November 22, 2021

Special Session Adjourns

On Wednesday, November 10, I took the well to speak in opposition to HB 1 EX, the Republican redistricting map for the House. We have finished the Special Session the Governor called for reapportionment and redistricting, and the Governor's signature will soon be on laws creating new maps of Georgia senate and house districts and federal congressional districts.

On Wednesday, November 10, I took the well to speak in opposition to HB 1 EX, the Republican redistricting map for the House.

We have finished the Special Session the Governor called for reapportionment and redistricting, and the Governor's signature will soon be on laws creating new maps of Georgia senate and house districts and federal congressional districts.

In a process that felt rushed partly because of the late arrival of U.S. Census data and partly because Republicans took no time to genuinely discuss the maps presented by the Democratic caucuses of either chamber, the Republican maps passed almost entirely along party lines. Those maps retain Republicans’ power in a state that is actually more closely divided than the new maps suggest. 

Along with my Democratic colleagues in the House, I spoke against the House Republican map on Wednesday, November 10. You can watch the entire floor session on the House website, but the video below is of my portion. Among other things, I reminded my colleagues that we should approach redistricting with humility: none of us owns our district; the districts belong to the people in them, for whom we work.  I also expressed concern about communities of interest: “The Stonecrest community is split into three separate districts. My city of Decatur, where I’ve practiced law for a good while, if I had the corner office, which I don’t, I could look at three different districts. The city of Decatur is four square miles. It has four representatives. The district line separating House District 91 and House District 116 divides the community of Stockbridge and the Groveway community in Roswell. A community of African American churches that vote and pray together has been divided by a split precinct.”

There are several problems with the maps produced by Republicans:

  • They split communities of interest, diminishing the power of those communities.
  • They create additional partisan unfairness by reducing Democrat performance in several Democrat districts, specifically by reducing the share of the Democrat electorate in HD 48 and HD 105 and carving two new districts out of Democrat metro Atlanta areas, HD 99 (Gwinnett) and HD 53 (Buckhead), to Republican advantage.
  • They put existing opportunity districts at risk, especially HD 105 and HD 154, threatening the ability of people of color to elect the candidate of their choice.
  • They unnecessarily pair Democrat incumbents in the same district, especially in Gwinnett, where either incumbent might have been drawn into a newly created district.
  • By constructing maps with significant Republican advantage, they fail to reflect accurately the partisan makeup of Georgia's electorate.

In case you missed it:

Georgia Recorder Article quoting floor debate participants. 

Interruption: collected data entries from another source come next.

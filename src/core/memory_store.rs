//! In-memory ledger store
//!
//! `InMemoryLedgerStore` keeps members and transactions in two `DashMap`s,
//! each document paired with a version counter. Conditional writes compare
//! the caller's expected version against the stored one while holding the
//! entry lock, which gives the same optimistic-concurrency behaviour a remote
//! document store provides.
//!
//! # Thread Safety
//!
//! Operations on different documents proceed in parallel. A conditional write
//! and the version check it depends on happen under a single shard lock, so
//! two writers racing on the same document see exactly one success.

use super::traits::{LedgerStore, Versioned};
use crate::types::{Member, StoreError, Transaction};
use async_trait::async_trait;
use dashmap::mapref::entry::Entry;
use dashmap::DashMap;

/// Thread-safe, versioned document store held entirely in memory
#[derive(Debug, Default)]
pub struct InMemoryLedgerStore {
    members: DashMap<String, Versioned<Member>>,
    transactions: DashMap<String, Versioned<Transaction>>,
}

impl InMemoryLedgerStore {
    pub fn new() -> Self {
        Self::default()
    }

    /// Build a store seeded with the given documents, each at version 1
    ///
    /// Later duplicates of the same key replace earlier ones.
    pub fn seeded(members: Vec<Member>, transactions: Vec<Transaction>) -> Self {
        let store = Self::new();
        for member in members {
            store
                .members
                .insert(member.id.clone(), Versioned { value: member, version: 1 });
        }
        for transaction in transactions {
            store.transactions.insert(
                transaction.doc_path.clone(),
                Versioned {
                    value: transaction,
                    version: 1,
                },
            );
        }
        store
    }

    /// Snapshot of every member, sorted by id
    pub fn all_members(&self) -> Vec<Member> {
        let mut members: Vec<Member> = self
            .members
            .iter()
            .map(|entry| entry.value().value.clone())
            .collect();
        members.sort_by(|a, b| a.id.cmp(&b.id));
        members
    }

    /// Snapshot of every transaction, sorted by doc path
    pub fn all_transactions(&self) -> Vec<Transaction> {
        let mut transactions: Vec<Transaction> = self
            .transactions
            .iter()
            .map(|entry| entry.value().value.clone())
            .collect();
        transactions.sort_by(|a, b| a.doc_path.cmp(&b.doc_path));
        transactions
    }

    pub fn member_count(&self) -> usize {
        self.members.len()
    }

    pub fn transaction_count(&self) -> usize {
        self.transactions.len()
    }
}

/// Shared conditional-write logic for both collections
fn conditional_put<T>(
    map: &DashMap<String, Versioned<T>>,
    key: String,
    value: T,
    expected_version: Option<u64>,
) -> Result<u64, StoreError> {
    match (map.entry(key), expected_version) {
        (Entry::Vacant(vacant), None) => {
            vacant.insert(Versioned { value, version: 1 });
            Ok(1)
        }
        (Entry::Occupied(mut occupied), Some(expected)) if occupied.get().version == expected => {
            let version = expected + 1;
            occupied.insert(Versioned { value, version });
            Ok(version)
        }
        (Entry::Vacant(vacant), Some(_)) => Err(StoreError::conflict(vacant.key())),
        (Entry::Occupied(occupied), _) => Err(StoreError::conflict(occupied.key())),
    }
}

#[async_trait]
impl LedgerStore for InMemoryLedgerStore {
    async fn get_member(&self, member_id: &str) -> Result<Option<Versioned<Member>>, StoreError> {
        Ok(self.members.get(member_id).map(|entry| entry.value().clone()))
    }

    async fn put_member(
        &self,
        member: Member,
        expected_version: Option<u64>,
    ) -> Result<u64, StoreError> {
        let key = member.id.clone();
        conditional_put(&self.members, key, member, expected_version)
    }

    async fn get_transaction(
        &self,
        doc_path: &str,
    ) -> Result<Option<Versioned<Transaction>>, StoreError> {
        Ok(self
            .transactions
            .get(doc_path)
            .map(|entry| entry.value().clone()))
    }

    async fn put_transaction(
        &self,
        transaction: Transaction,
        expected_version: Option<u64>,
    ) -> Result<u64, StoreError> {
        let key = transaction.doc_path.clone();
        conditional_put(&self.transactions, key, transaction, expected_version)
    }

    async fn scan_transactions(&self, cap: usize) -> Result<Vec<Transaction>, StoreError> {
        Ok(self
            .transactions
            .iter()
            .take(cap)
            .map(|entry| entry.value().value.clone())
            .collect())
    }
}
//! Transaction-related types for the loyalty engine
//!
//! A `Transaction` is a staff-entered purchase waiting to be verified. It is
//! created elsewhere in `pending` state and resolved exactly once by the
//! state machine in [`crate::core::state_machine`].

use chrono::{DateTime, Utc};
use serde::{Deserialize, Serialize};
use std::fmt;
use std::str::FromStr;

/// Opaque addressing key for one transaction document
///
/// Never parsed; passed through unchanged to the ledger store.
pub type DocPath = String;

/// Member identifier
pub type MemberId = String;

/// Lifecycle state of a purchase transaction
///
/// The only legal moves are `Pending -> Verified` and `Pending -> Rejected`.
#[derive(Debug, Clone, Copy, PartialEq, Eq, Hash, Serialize, Deserialize)]
#[serde(rename_all = "lowercase")]
pub enum TransactionStatus {
    /// Waiting for a staff decision
    Pending,
    /// Accepted; points have been (or should have been) disbursed
    Verified,
    /// Declined; no points are disbursed
    Rejected,
}

impl TransactionStatus {
    /// Whether the status is terminal
    pub fn is_resolved(self) -> bool {
        !matches!(self, TransactionStatus::Pending)
    }
}

impl fmt::Display for TransactionStatus {
    fn fmt(&self, f: &mut fmt::Formatter<'_>) -> fmt::Result {
        let s = match self {
            TransactionStatus::Pending => "pending",
            TransactionStatus::Verified => "verified",
            TransactionStatus::Rejected => "rejected",
        };
        f.write_str(s)
    }
}

/// Decision applied to a pending transaction
#[derive(Debug, Clone, Copy, PartialEq, Eq, Hash, Default, Serialize, Deserialize)]
#[serde(rename_all = "lowercase")]
pub enum ResolveAction {
    /// Mark verified and disburse the transaction's potential points
    #[default]
    Verify,
    /// Mark rejected; the member ledger is untouched
    Reject,
}

impl ResolveAction {
    /// Status a pending transaction moves to under this action
    pub fn target_status(self) -> TransactionStatus {
        match self {
            ResolveAction::Verify => TransactionStatus::Verified,
            ResolveAction::Reject => TransactionStatus::Rejected,
        }
    }
}

impl fmt::Display for ResolveAction {
    fn fmt(&self, f: &mut fmt::Formatter<'_>) -> fmt::Result {
        match self {
            ResolveAction::Verify => f.write_str("verify"),
            ResolveAction::Reject => f.write_str("reject"),
        }
    }
}

impl FromStr for ResolveAction {
    type Err = String;

    fn from_str(s: &str) -> Result<Self, Self::Err> {
        match s.trim().to_lowercase().as_str() {
            "verify" => Ok(ResolveAction::Verify),
            "reject" => Ok(ResolveAction::Reject),
            other => Err(format!("unknown action '{}'", other)),
        }
    }
}

/// Purchase transaction document
///
/// `amount` is in the smallest currency unit. `potential_points` is fixed at
/// creation time and is never recomputed by the engine.
#[derive(Debug, Clone, PartialEq, Serialize, Deserialize)]
#[serde(rename_all = "camelCase")]
pub struct Transaction {
    /// Store-assigned document id
    pub doc_id: String,

    /// Fully qualified document location, used as the mutation key
    pub doc_path: DocPath,

    /// External point-of-sale reference
    ///
    /// Unique per store-day in practice, not globally.
    #[serde(default)]
    pub transaction_id: String,

    /// Member receiving the points
    #[serde(default)]
    pub member_id: MemberId,

    /// Denormalized member name at creation time
    #[serde(default)]
    pub member_name: String,

    /// Staff member who entered the purchase
    #[serde(default)]
    pub staff_id: String,

    /// Store the purchase happened at
    #[serde(default)]
    pub store_location: String,

    /// Purchase amount in the smallest currency unit
    pub amount: i64,

    /// Points to credit on verification
    pub potential_points: i64,

    /// Current lifecycle state
    pub status: TransactionStatus,

    /// Creation time
    pub created_at: DateTime<Utc>,

    /// Resolution time; set iff `status` is not pending
    #[serde(default)]
    pub verified_at: Option<DateTime<Utc>>,

    /// Resolving actor; set iff `status` is not pending
    #[serde(default)]
    pub verified_by: Option<String>,
}

impl Transaction {
    /// Build a new pending transaction
    pub fn pending(
        doc_id: impl Into<String>,
        doc_path: impl Into<DocPath>,
        transaction_id: impl Into<String>,
        member_id: impl Into<MemberId>,
        potential_points: i64,
        created_at: DateTime<Utc>,
    ) -> Self {
        Self {
            doc_id: doc_id.into(),
            doc_path: doc_path.into(),
            transaction_id: transaction_id.into(),
            member_id: member_id.into(),
            member_name: String::new(),
            staff_id: String::new(),
            store_location: String::new(),
            amount: 0,
            potential_points,
            status: TransactionStatus::Pending,
            created_at,
            verified_at: None,
            verified_by: None,
        }
    }

    pub fn is_pending(&self) -> bool {
        self.status == TransactionStatus::Pending
    }

    /// Apply a resolution in place
    ///
    /// Callers must have checked `is_pending` first; this only stamps the fields.
    pub fn resolve(&mut self, action: ResolveAction, actor_id: &str, at: DateTime<Utc>) {
        self.status = action.target_status();
        self.verified_at = Some(at);
        self.verified_by = Some(actor_id.to_string());
    }

    /// Reference used for ledger entry ids and log lines
    pub fn reference(&self) -> &str {
        if self.transaction_id.is_empty() {
            &self.doc_id
        } else {
            &self.transaction_id
        }
    }
}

Georgia Recorder Article on splitting cities.

AJC Article comparing this year’s redistricting process to those in 2001 and 2011.

AJC Article on last Monday’s passage of state house and senate map.

AJC Article with graphics illustrating redistricting process.

The redistricting process for the U.S. Congressional Districts finished today, with the House passage of SB 2 EX along partisan lines, 96 to 68. The Republican drawn maps will go into effect after the Governor's signature. Democrats again objected to the rushed process, the impact on minority opportunity districts and communities of interest, the splitting of precincts and counties, and the overall division of the state into 9 Republican and 5 Democrat districts, rather than a 50/50 split of 7 per party, or maintaining the 8 Republican and 6 Democrat seats in Georgia's current map.

The 6th District, currently represented by Rep. Lucy McBath, received the most attention, with my Democrat colleagues saying the Republican map unfairly targeted Rep. McBath and likely will deprive her current district of returning their selected candidate to Congress. Her district has been modified to draw in reliably Republican areas of Dawson, Forsyth, and Cherokee counties.

Rep. McBath reacted with an immediate announcement that she will run in the neighboring 7th District, currently held by Rep. Carolyn Bordeaux, who flipped that district Democrat in 2020. The new map makes the 7th a more secure Democrat seat than in the last election.

AJC Article on today's floor session

AJC Article on McBath announcement


Map graphic: Bethann Frillman

Above, changes to the U.S. Congress sixth and seventh districts, and below, the new (left) and current (right) congressional maps for the state.

Below, metro Atlanta area new (left) and existing (right) congressional maps.

A map of the new House District 82 boundaries showing precincts.


As you know, I chair the Metropolitan Atlanta Rapid Transit Overview Committee, a joint committee of the House and Senate charged with monitoring the financial and management activities of MARTA. MARTA must file a quadrennial management audit with the state, as well as an annual financial report. The next quadrennial audit will be in 2024. 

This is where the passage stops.